_DATA FOR PROCESSING_:
★ ★ ★
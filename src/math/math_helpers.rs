use crate::error::MathError;
use alloy_primitives::U256;

#[cold]
const fn cold() {}

#[inline(always)]
pub(crate) const fn unlikely(b: bool) -> bool {
    if b {
        cold();
    }
    b
}

/// Full-width product of two `u128`s. Cannot overflow.
#[inline(always)]
pub fn full_mul(a: u128, b: u128) -> U256 {
    U256::from(a) * U256::from(b)
}

#[inline(always)]
pub fn checked_u128(value: U256) -> Result<u128, MathError> {
    u128::try_from(value).map_err(|_| MathError::MultiplicationOverflow)
}

#[inline(always)]
pub fn checked_u64(value: U256) -> Result<u64, MathError> {
    u64::try_from(value).map_err(|_| MathError::MultiplicationOverflow)
}

/// Computes `floor(a * b / denominator)` through a 256-bit intermediate.
///
/// This underpins most of the higher-level swap and liquidity
/// calculations; the result must fit back into 128 bits.
#[inline(always)]
pub fn mul_div_floor(a: u128, b: u128, denominator: u128) -> Result<u128, MathError> {
    if unlikely(denominator == 0) {
        return Err(MathError::DivByZero);
    }
    checked_u128(full_mul(a, b) / U256::from(denominator))
}

/// Like [`mul_div_floor`], but rounds the quotient up when there is a
/// non-zero remainder.
#[inline(always)]
pub fn mul_div_ceil(a: u128, b: u128, denominator: u128) -> Result<u128, MathError> {
    if unlikely(denominator == 0) {
        return Err(MathError::DivByZero);
    }
    let denominator = U256::from(denominator);
    checked_u128((full_mul(a, b) + (denominator - U256::ONE)) / denominator)
}

/// Like [`mul_div_floor`], but rounds half away from zero.
#[inline(always)]
pub fn mul_div_round(a: u128, b: u128, denominator: u128) -> Result<u128, MathError> {
    if unlikely(denominator == 0) {
        return Err(MathError::DivByZero);
    }
    let denominator = U256::from(denominator);
    checked_u128((full_mul(a, b) + (denominator >> 1)) / denominator)
}

/// Computes `(a * b) >> shift` through a 256-bit intermediate.
#[inline(always)]
pub fn mul_shr(a: u128, b: u128, shift: u32) -> Result<u128, MathError> {
    checked_u128(full_mul(a, b) >> (shift as usize))
}

/// Divides `a` by `b`, rounding the result up to the next integer when
/// there is a non-zero remainder.
#[inline(always)]
pub fn div_rounding_up(a: U256, b: U256) -> Result<U256, MathError> {
    if unlikely(b.is_zero()) {
        return Err(MathError::DivByZero);
    }
    let (quotient, remainder) = a.div_rem(b);
    Ok(if remainder.is_zero() {
        quotient
    } else {
        quotient + U256::ONE
    })
}

/// `floor(a * b / denominator)` on `u64` operands.
#[inline(always)]
pub fn mul_div_floor_u64(a: u64, b: u64, denominator: u64) -> Result<u64, MathError> {
    if unlikely(denominator == 0) {
        return Err(MathError::DivByZero);
    }
    let result = (a as u128) * (b as u128) / (denominator as u128);
    u64::try_from(result).map_err(|_| MathError::MultiplicationOverflow)
}

/// `ceil(a * b / denominator)` on `u64` operands.
#[inline(always)]
pub fn mul_div_ceil_u64(a: u64, b: u64, denominator: u64) -> Result<u64, MathError> {
    if unlikely(denominator == 0) {
        return Err(MathError::DivByZero);
    }
    let result = ((a as u128) * (b as u128) + (denominator as u128 - 1)) / (denominator as u128);
    u64::try_from(result).map_err(|_| MathError::MultiplicationOverflow)
}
★ ★ ★
_WORK INSTRUCTIONS_: Return the data from the top line through the bottom line exactly.

_EXERCISE ANSWER_:
filename src/math/math_helpers.rs
use crate::error::MathError;
use alloy_primitives::U256;

#[cold]
const fn cold() {}

#[inline(always)]
pub(crate) const fn unlikely(b: bool) -> bool {
    if b {
        cold();
    }
    b
}

/// Full-width product of two `u128`s. Cannot overflow.
#[inline(always)]
pub fn full_mul(a: u128, b: u128) -> U256 {
    U256::from(a) * U256::from(b)
}

#[inline(always)]
pub fn checked_u128(value: U256) -> Result<u128, MathError> {
    u128::try_from(value).map_err(|_| MathError::MultiplicationOverflow)
}

#[inline(always)]
pub fn checked_u64(value: U256) -> Result<u64, MathError> {
    u64::try_from(value).map_err(|_| MathError::MultiplicationOverflow)
}

/// Computes `floor(a * b / denominator)` through a 256-bit intermediate.
///
/// This underpins most of the higher-level swap and liquidity
/// calculations; the result must fit back into 128 bits.
#[inline(always)]
pub fn mul_div_floor(a: u128, b: u128, denominator: u128) -> Result<u128, MathError> {
    if unlikely(denominator == 0) {
        return Err(MathError::DivByZero);
    }
    checked_u128(full_mul(a, b) / U256::from(denominator))
}

/// Like [`mul_div_floor`], but rounds the quotient up when there is a
/// non-zero remainder.
#[inline(always)]
pub fn mul_div_ceil(a: u128, b: u128, denominator: u128) -> Result<u128, MathError> {
    if unlikely(denominator == 0) {
        return Err(MathError::DivByZero);
    }
    let denominator = U256::from(denominator);
    checked_u128((full_mul(a, b) + (denominator - U256::ONE)) / denominator)
}

/// Like [`mul_div_floor`], but rounds half away from zero.
#[inline(always)]
pub fn mul_div_round(a: u128, b: u128, denominator: u128) -> Result<u128, MathError> {
    if unlikely(denominator == 0) {
        return Err(MathError::DivByZero);
    }
    let denominator = U256::from(denominator);
    checked_u128((full_mul(a, b) + (denominator >> 1)) / denominator)
}

/// Computes `(a * b) >> shift` through a 256-bit intermediate.
#[inline(always)]
pub fn mul_shr(a: u128, b: u128, shift: u32) -> Result<u128, MathError> {
    checked_u128(full_mul(a, b) >> (shift as usize))
}

/// Divides `a` by `b`, rounding the result up to the next integer when
/// there is a non-zero remainder.
#[inline(always)]
pub fn div_rounding_up(a: U256, b: U256) -> Result<U256, MathError> {
    if unlikely(b.is_zero()) {
        return Err(MathError::DivByZero);
    }
    let (quotient, remainder) = a.div_rem(b);
    Ok(if remainder.is_zero() {
        quotient
    } else {
        quotient + U256::ONE
    })
}

/// `floor(a * b / denominator)` on `u64` operands.
#[inline(always)]
pub fn mul_div_floor_u64(a: u64, b: u64, denominator: u64) -> Result<u64, MathError> {
    if unlikely(denominator == 0) {
        return Err(MathError::DivByZero);
    }
    let result = (a as u128) * (b as u128) / (denominator as u128);
    u64::try_from(result).map_err(|_| MathError::MultiplicationOverflow)
}

/// `ceil(a * b / denominator)` on `u64` operands.
#[inline(always)]
pub fn mul_div_ceil_u64(a: u64, b: u64, denominator: u64) -> Result<u64, MathError> {
    if unlikely(denominator == 0) {
        return Err(MathError::DivByZero);
    }
    let result = ((a as u128) * (b as u128) + (denominator as u128 - 1)) / (denominator as u128);
    u64::try_from(result).map_err(|_| MathError::MultiplicationOverflow)
}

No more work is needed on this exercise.